Sunday, March 10, 2013

"61 seconds is all it takes"

An hour of time was lost between last night and this morning. That was an hour less time spent sleeping next to Taylor, an hour less to look at this cute sleeping body next to me, to feel on my other side the expanse of air, seemingly dangerous, the bed lofted high and up a rickety ladder, an hour less to hear cars passing by, whooshes punctuating with no particular rhythm the quiet of the night, sometimes with periods, sometimes with ellipses, sometimes with exclamation points, sometimes even with question marks, an hour less time to look a the ceiling just a couple feet above my sleeping face - all of these things, attributes to this particular bedroom, reminding me of other particular bedrooms, past ones of mine, of the street sounds that sneak in through windows left open to cool apartments, even in winter, this sound on certain nights letting you know that you live in New York City, that this is what you dreamed about when you slept in quiet bedrooms of youth in Northern Virginia, that you wanted to hear noise, to know that other people are out there, up at all hours, to be pressed close against other people, to have the street, the city just right out that open window, the sounds of passing cars, of drunk passerby, that this is what it is to live here - this noise is New York. The sound can be magic sometimes, particularly when you are again feeling what it is to have a crush, to be a little awkward, and lie next to the person you have a crush on as they sleep, unsure of what anything is, knowing that they still like their ex-boyfriend, that he is probably moving soon, that he is a lot younger than you, but also that you are having a lot of fun, that he seems to like you, and that you are actually happy. That it is a joy to have these concerns, sometimes frustrating but always invigorating, that renew aspects of your core that feel these thrills life can give in the early stages of a romance - a defibrillator jolting you back to life. I lay there listening to the occasional passing car, enjoying the concerns, the feelings that come with not knowing and desiring to, and then not desiring to, telling yourself to just enjoy the ride in a moment of exhilaration when your more Pollyannaish side tells your more jaded side to just quit talking, to take a hit from the bong, and just enjoy the ride, girl. I got an hour less of that. He woke up for work this morning and we walked to the train together, picking up coffee along the way.
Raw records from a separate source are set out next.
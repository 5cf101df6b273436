//! Atari games as a source of experience for value-based agents.
//!
//! [`AtariEnv`] steps a game with frame skipping, turns the raw screens into
//! a stack of downscaled grayscale frames and records the transitions in a
//! compressed replay buffer from which training batches are sampled.
//!
//! The emulator is accessed through the [`Emulator`] trait. The Arcade
//! Learning Environment backend is behind the `ale` feature, which builds
//! the C++ library. ROM images are loaded from the directory given by the
//! environment variable `ATARI_ROM_DIR`. An easy way to obtain them is
//! [AutoROM](https://pypi.org/project/AutoROM/).
//!
//! ```bash
//! pip install autorom
//! mkdir $HOME/atari_rom
//! AutoROM --install-dir $HOME/atari_rom
//! export ATARI_ROM_DIR=$HOME/atari_rom
//! ```
//!
//! Here is an episode of a scripted game without the emulator.
//!
//! ```
//! use anyhow::Result;
//! use arcade_atari_env::{util::ScriptedEmulator, AtariEnv, AtariEnvConfig, Mode};
//! use arcade_core::ReplayBufferConfig;
//!
//! fn main() -> Result<()> {
//!     let emulator = ScriptedEmulator::new(160, 210).game_over_at(40);
//!     let config = AtariEnvConfig::default()
//!         .replay(ReplayBufferConfig::default().capacity(100));
//!     let mut env = AtariEnv::with_emulator(emulator, &config)?;
//!
//!     while !env.done() {
//!         env.act(fastrand::usize(..env.n_actions()), Mode::Train)?;
//!     }
//!     assert_eq!(env.episode_steps(), 10);
//!     assert_eq!(env.memory().len(), 10);
//!     Ok(())
//! }
//! ```
mod act;
pub mod atari_env;
mod env;
mod obs;
mod resize;
pub mod util;
pub use act::AtariAction;
pub use atari_env::Emulator;
pub use env::{AtariEnv, AtariEnvConfig, Mode};
pub use obs::ObservationPipeline;
pub use resize::{Resize, ResizeFilter, Resizer};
I lay on my couch once home, the coffee doing little to pull me out of the arms of tiredness, its grip much tighter, possessive lover that it is.

I drank another cup of coffee, showered, put on shoes, clothes, and willed myself out to the door to the gym. The weather seemed to coincide perfectly with the clocks. The day we spring them forward an hour, make our days longer, our lives immediately more enjoyable, the sun out to a decent hour now, that star whose rays we are addicted to, junkies all out in the streets today out for a fix, squealing with the satisfaction of having scoring a big hit. The sun seemed to be shining particular brighter today, celebrating it with us as well. It was in the fifties and sunny and the beginning of this week with its cold, icy snow seemed so far away.

I read George Saunders' Tenth of December on the way to the gym, nearing the end of the book, reading his excellent "Home" story on the way there. And then, not finishing it on the train, so wowed by it, its hook too deep for me not to finish it, I stopped in the park to finish the story before heading into the gym.

I worked out for quite a bit in this more and more determined attempt to get ripped that I have. It started out as not necessarily a joke - I wanted to get fit when I first joined the gym, but when I would say "I want to get ripped," I didn't actually intend to expend significant energy in that pursuit. But along the way, I have become more and more in love with and addicted to (perhaps addiction too often being confused for love) working out, the feeling that I feel both during and afterwards. It is a high, the right things are released, and I am a much happier person. And so I felt much better today after working out. I walked down, glowing with joy to be walking around this city on this day, walked down to 14th Street. I stopped at the Trader Joe's wine store to stock up on cheap red wine. 

Walking with these bags about to get on the L train, I stopped to read a text. Number not in my phone book. I texted him back. He texted me back. I texted him back. There were a couple more of these, back and forth, back and forth, me waiting on the sidewalk outside of the subway entrance to Brooklyn. I crossed 14th Street, took an 8th Avenue-bound one, took it to Chelsea. He was nice. He had hamsters - this has nothing to do with the sex, just an observation about an older man who keeps hamsters for pets. He had a tattoo of a crab on his shoulder, probably something astrological I imagined. I didn't ask. I fucked him until he came. He threw away the shit-smelling condom and cleaned himself off in the bathroom while I continued to jerk myself off. He came back, helped me come.

As I was getting dressed, he asked me about my tattoo. I told him it was of Walt Whitman. "Literary too!" he said, silently complimenting the other qualities, the ones having to do with physical attraction, that I knew he saw in me from the way he looked at me. "Are you a writer?" he asked.